● Problem to work on:
Every record here must be set down once more, precisely as it reads.

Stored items

•••••

//! TOML configuration for terrain generation
//!
//! Every section and field has a default, so an empty file (or no file at
//! all) gives a single 32^3 chunk with the standard generation settings.

use std::path::{Path, PathBuf};

use serde::{Deserialize, Serialize};

use crate::error::{invalid_config, TerrainResult};
use crate::gpu::{BackendPreference, TransferMode};
use crate::terrain::{validate_point_count, CapacityPolicy, GenerationSettings};

#[derive(Debug, Clone, PartialEq, Serialize, Deserialize, Default)]
#[serde(default)]
pub struct TerrainConfig {
    pub generation: GenerationSettings,
    pub chunks: ChunkConfig,
    pub transfer: TransferMode,
    pub device: DeviceConfig,
    pub render: RenderConfig,
}

#[derive(Debug, Clone, PartialEq, Serialize, Deserialize)]
#[serde(default)]
pub struct ChunkConfig {
    /// Lattice points per chunk; must be a perfect cube
    pub point_count: u32,
    pub chunks_per_axis: u32,
    pub capacity: CapacityPolicy,
}

impl Default for ChunkConfig {
    fn default() -> Self {
        Self {
            point_count: 32 * 32 * 32,
            chunks_per_axis: 1,
            capacity: CapacityPolicy::Heuristic,
        }
    }
}

#[derive(Debug, Clone, PartialEq, Serialize, Deserialize, Default)]
#[serde(default)]
pub struct DeviceConfig {
    pub backend: BackendPreference,
}

#[derive(Debug, Clone, PartialEq, Serialize, Deserialize)]
#[serde(default)]
pub struct RenderConfig {
    /// PNG path for an offscreen snapshot; empty disables it
    pub snapshot: String,
    pub width: u32,
    pub height: u32,
    pub draw_points: bool,
}

impl Default for RenderConfig {
    fn default() -> Self {
        Self {
            snapshot: String::new(),
            width: 1280,
            height: 720,
            draw_points: false,
        }
    }
}

impl RenderConfig {
    pub fn snapshot_path(&self) -> Option<PathBuf> {
        if self.snapshot.trim().is_empty() {
            None
        } else {
            Some(PathBuf::from(&self.snapshot))
        }
    }

    pub fn aspect(&self) -> f32 {
        self.width as f32 / self.height.max(1) as f32
    }
}

impl TerrainConfig {
    pub fn from_toml_str(source: &str) -> TerrainResult<Self> {
        let config: Self = toml::from_str(source)?;
        config.validate()?;
        Ok(config)
    }

    /// Load and validate a configuration file
    pub fn load(path: impl AsRef<Path>) -> TerrainResult<Self> {
        let path = path.as_ref();
        let source = std::fs::read_to_string(path)?;
        let config = Self::from_toml_str(&source)?;
        log::info!("[TerrainConfig] Loaded {}", path.display());
        Ok(config)
    }

    pub fn validate(&self) -> TerrainResult<()> {
        self.generation.validate()?;

        validate_point_count(self.chunks.point_count).map_err(|_| {
            invalid_config(
                "chunks.point_count",
                format!("{} is not a non-zero perfect cube", self.chunks.point_count),
            )
        })?;
        if self.chunks.chunks_per_axis == 0 {
            return Err(invalid_config("chunks.chunks_per_axis", "must be at least 1"));
        }

        if let TransferMode::Mapped { chunk_size: 0 } = self.transfer {
            return Err(invalid_config("transfer.chunk_size", "must be positive"));
        }

        if self.render.width == 0 || self.render.height == 0 {
            return Err(invalid_config(
                "render",
                format!("invalid size {}x{}", self.render.width, self.render.height),
            ));
        }
        Ok(())
    }
}

#[cfg(test)]
mod tests {
    use super::*;
    use crate::error::TerrainError;

    #[test]
    fn test_empty_file_uses_defaults() {
        let config = TerrainConfig::from_toml_str("").unwrap();
        assert_eq!(config, TerrainConfig::default());
        assert_eq!(config.chunks.point_count, 32768);
        assert_eq!(config.transfer, TransferMode::Mapped { chunk_size: 1024 });
        assert_eq!(config.device.backend, BackendPreference::Auto);
        assert_eq!(config.render.snapshot_path(), None);
    }

    #[test]
    fn test_parse_all_sections() {
        let config = TerrainConfig::from_toml_str(
            r#"
            [generation]
            scale = 0.2
            octaves = 6
            iso_level = 0.9

            [chunks]
            point_count = 4096
            chunks_per_axis = 2
            capacity = "worst_case"

            [transfer]
            mode = "device_copy"

            [device]
            backend = "host"

            [render]
            snapshot = "terrain.png"
            draw_points = true
            "#,
        )
        .unwrap();

        assert_eq!(config.generation.scale, 0.2);
        assert_eq!(config.generation.octaves, 6);
        assert_eq!(config.generation.persistence, 0.5);
        assert_eq!(config.chunks.capacity, CapacityPolicy::WorstCase);
        assert_eq!(config.transfer, TransferMode::DeviceCopy);
        assert_eq!(config.device.backend, BackendPreference::Host);
        assert_eq!(config.render.snapshot_path(), Some(PathBuf::from("terrain.png")));
        assert_eq!(config.render.width, 1280);
    }

    #[test]
    fn test_mapped_transfer_and_fixed_capacity() {
        let config = TerrainConfig::from_toml_str(
            r#"
            [chunks]
            capacity = { fixed = 500 }

            [transfer]
            mode = "mapped"
            chunk_size = 64
            "#,
        )
        .unwrap();
        assert_eq!(config.chunks.capacity, CapacityPolicy::Fixed(500));
        assert_eq!(config.transfer, TransferMode::Mapped { chunk_size: 64 });
    }

    #[test]
    fn test_invalid_values_rejected() {
        for source in [
            "[chunks]\npoint_count = 10",
            "[chunks]\npoint_count = 0",
            "[chunks]\nchunks_per_axis = 0",
            "[transfer]\nmode = \"mapped\"\nchunk_size = 0",
            "[generation]\noctaves = 12",
        ] {
            assert!(
                matches!(
                    TerrainConfig::from_toml_str(source),
                    Err(TerrainError::InvalidConfig { .. })
                ),
                "accepted: {source}"
            );
        }
        assert!(matches!(
            TerrainConfig::from_toml_str("[chunks]\npoint_count = \"many\""),
            Err(TerrainError::ConfigParse(_))
        ));
    }

    #[test]
    fn test_load_from_file() {
        let dir = tempfile::tempdir().unwrap();
        let path = dir.path().join("terrain.toml");
        std::fs::write(&path, "[generation]\niso_level = 1.2\n").unwrap();
        let config = TerrainConfig::load(&path).unwrap();
        assert_eq!(config.generation.iso_level, 1.2);

        assert!(matches!(
            TerrainConfig::load(dir.path().join("missing.toml")),
            Err(TerrainError::Io(_))
        ));
    }
}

•••••

● Response area:
//! TOML configuration for terrain generation
//!
//! Every section and field has a default, so an empty file (or no file at
//! all) gives a single 32^3 chunk with the standard generation settings.

use std::path::{Path, PathBuf};

use serde::{Deserialize, Serialize};

use crate::error::{invalid_config, TerrainResult};
use crate::gpu::{BackendPreference, TransferMode};
use crate::terrain::{validate_point_count, CapacityPolicy, GenerationSettings};

#[derive(Debug, Clone, PartialEq, Serialize, Deserialize, Default)]
#[serde(default)]
pub struct TerrainConfig {
    pub generation: GenerationSettings,
    pub chunks: ChunkConfig,
    pub transfer: TransferMode,
    pub device: DeviceConfig,
    pub render: RenderConfig,
}

#[derive(Debug, Clone, PartialEq, Serialize, Deserialize)]
#[serde(default)]
pub struct ChunkConfig {
    /// Lattice points per chunk; must be a perfect cube
    pub point_count: u32,
    pub chunks_per_axis: u32,
    pub capacity: CapacityPolicy,
}

impl Default for ChunkConfig {
    fn default() -> Self {
        Self {
            point_count: 32 * 32 * 32,
            chunks_per_axis: 1,
            capacity: CapacityPolicy::Heuristic,
        }
    }
}

#[derive(Debug, Clone, PartialEq, Serialize, Deserialize, Default)]
#[serde(default)]
pub struct DeviceConfig {
    pub backend: BackendPreference,
}

#[derive(Debug, Clone, PartialEq, Serialize, Deserialize)]
#[serde(default)]
pub struct RenderConfig {
    /// PNG path for an offscreen snapshot; empty disables it
    pub snapshot: String,
    pub width: u32,
    pub height: u32,
    pub draw_points: bool,
}

impl Default for RenderConfig {
    fn default() -> Self {
        Self {
            snapshot: String::new(),
            width: 1280,
            height: 720,
            draw_points: false,
        }
    }
}

impl RenderConfig {
    pub fn snapshot_path(&self) -> Option<PathBuf> {
        if self.snapshot.trim().is_empty() {
            None
        } else {
            Some(PathBuf::from(&self.snapshot))
        }
    }

    pub fn aspect(&self) -> f32 {
        self.width as f32 / self.height.max(1) as f32
    }
}

impl TerrainConfig {
    pub fn from_toml_str(source: &str) -> TerrainResult<Self> {
        let config: Self = toml::from_str(source)?;
        config.validate()?;
        Ok(config)
    }

    /// Load and validate a configuration file
    pub fn load(path: impl AsRef<Path>) -> TerrainResult<Self> {
        let path = path.as_ref();
        let source = std::fs::read_to_string(path)?;
        let config = Self::from_toml_str(&source)?;
        log::info!("[TerrainConfig] Loaded {}", path.display());
        Ok(config)
    }

    pub fn validate(&self) -> TerrainResult<()> {
        self.generation.validate()?;

        validate_point_count(self.chunks.point_count).map_err(|_| {
            invalid_config(
                "chunks.point_count",
                format!("{} is not a non-zero perfect cube", self.chunks.point_count),
            )
        })?;
        if self.chunks.chunks_per_axis == 0 {
            return Err(invalid_config("chunks.chunks_per_axis", "must be at least 1"));
        }

        if let TransferMode::Mapped { chunk_size: 0 } = self.transfer {
            return Err(invalid_config("transfer.chunk_size", "must be positive"));
        }

        if self.render.width == 0 || self.render.height == 0 {
            return Err(invalid_config(
                "render",
                format!("invalid size {}x{}", self.render.width, self.render.height),
            ));
        }
        Ok(())
    }
}

#[cfg(test)]
mod tests {
    use super::*;
    use crate::error::TerrainError;

    #[test]
    fn test_empty_file_uses_defaults() {
        let config = TerrainConfig::from_toml_str("").unwrap();
        assert_eq!(config, TerrainConfig::default());
        assert_eq!(config.chunks.point_count, 32768);
        assert_eq!(config.transfer, TransferMode::Mapped { chunk_size: 1024 });
        assert_eq!(config.device.backend, BackendPreference::Auto);
        assert_eq!(config.render.snapshot_path(), None);
    }

    #[test]
    fn test_parse_all_sections() {
        let config = TerrainConfig::from_toml_str(
            r#"
            [generation]
            scale = 0.2
            octaves = 6
            iso_level = 0.9

            [chunks]
            point_count = 4096
            chunks_per_axis = 2
            capacity = "worst_case"

            [transfer]
            mode = "device_copy"

            [device]
            backend = "host"

            [render]
            snapshot = "terrain.png"
            draw_points = true
            "#,
        )
        .unwrap();

        assert_eq!(config.generation.scale, 0.2);
        assert_eq!(config.generation.octaves, 6);
        assert_eq!(config.generation.persistence, 0.5);
        assert_eq!(config.chunks.capacity, CapacityPolicy::WorstCase);
        assert_eq!(config.transfer, TransferMode::DeviceCopy);
        assert_eq!(config.device.backend, BackendPreference::Host);
        assert_eq!(config.render.snapshot_path(), Some(PathBuf::from("terrain.png")));
        assert_eq!(config.render.width, 1280);
    }

    #[test]
    fn test_mapped_transfer_and_fixed_capacity() {
        let config = TerrainConfig::from_toml_str(
            r#"
            [chunks]
            capacity = { fixed = 500 }

            [transfer]
            mode = "mapped"
            chunk_size = 64
            "#,
        )
        .unwrap();
        assert_eq!(config.chunks.capacity, CapacityPolicy::Fixed(500));
        assert_eq!(config.transfer, TransferMode::Mapped { chunk_size: 64 });
    }

    #[test]
    fn test_invalid_values_rejected() {
        for source in [
            "[chunks]\npoint_count = 10",
            "[chunks]\npoint_count = 0",
            "[chunks]\nchunks_per_axis = 0",
            "[transfer]\nmode = \"mapped\"\nchunk_size = 0",
            "[generation]\noctaves = 12",
        ] {
            assert!(
                matches!(
                    TerrainConfig::from_toml_str(source),
                    Err(TerrainError::InvalidConfig { .. })
                ),
                "accepted: {source}"
            );
        }
        assert!(matches!(
            TerrainConfig::from_toml_str("[chunks]\npoint_count = \"many\""),
            Err(TerrainError::ConfigParse(_))
        ));
    }

    #[test]
    fn test_load_from_file() {
        let dir = tempfile::tempdir().unwrap();
        let path = dir.path().join("terrain.toml");
        std::fs::write(&path, "[generation]\niso_level = 1.2\n").unwrap();
        let config = TerrainConfig::load(&path).unwrap();
        assert_eq!(config.generation.iso_level, 1.2);

        assert!(matches!(
            TerrainConfig::load(dir.path().join("missing.toml")),
            Err(TerrainError::Io(_))
        ));
    }
}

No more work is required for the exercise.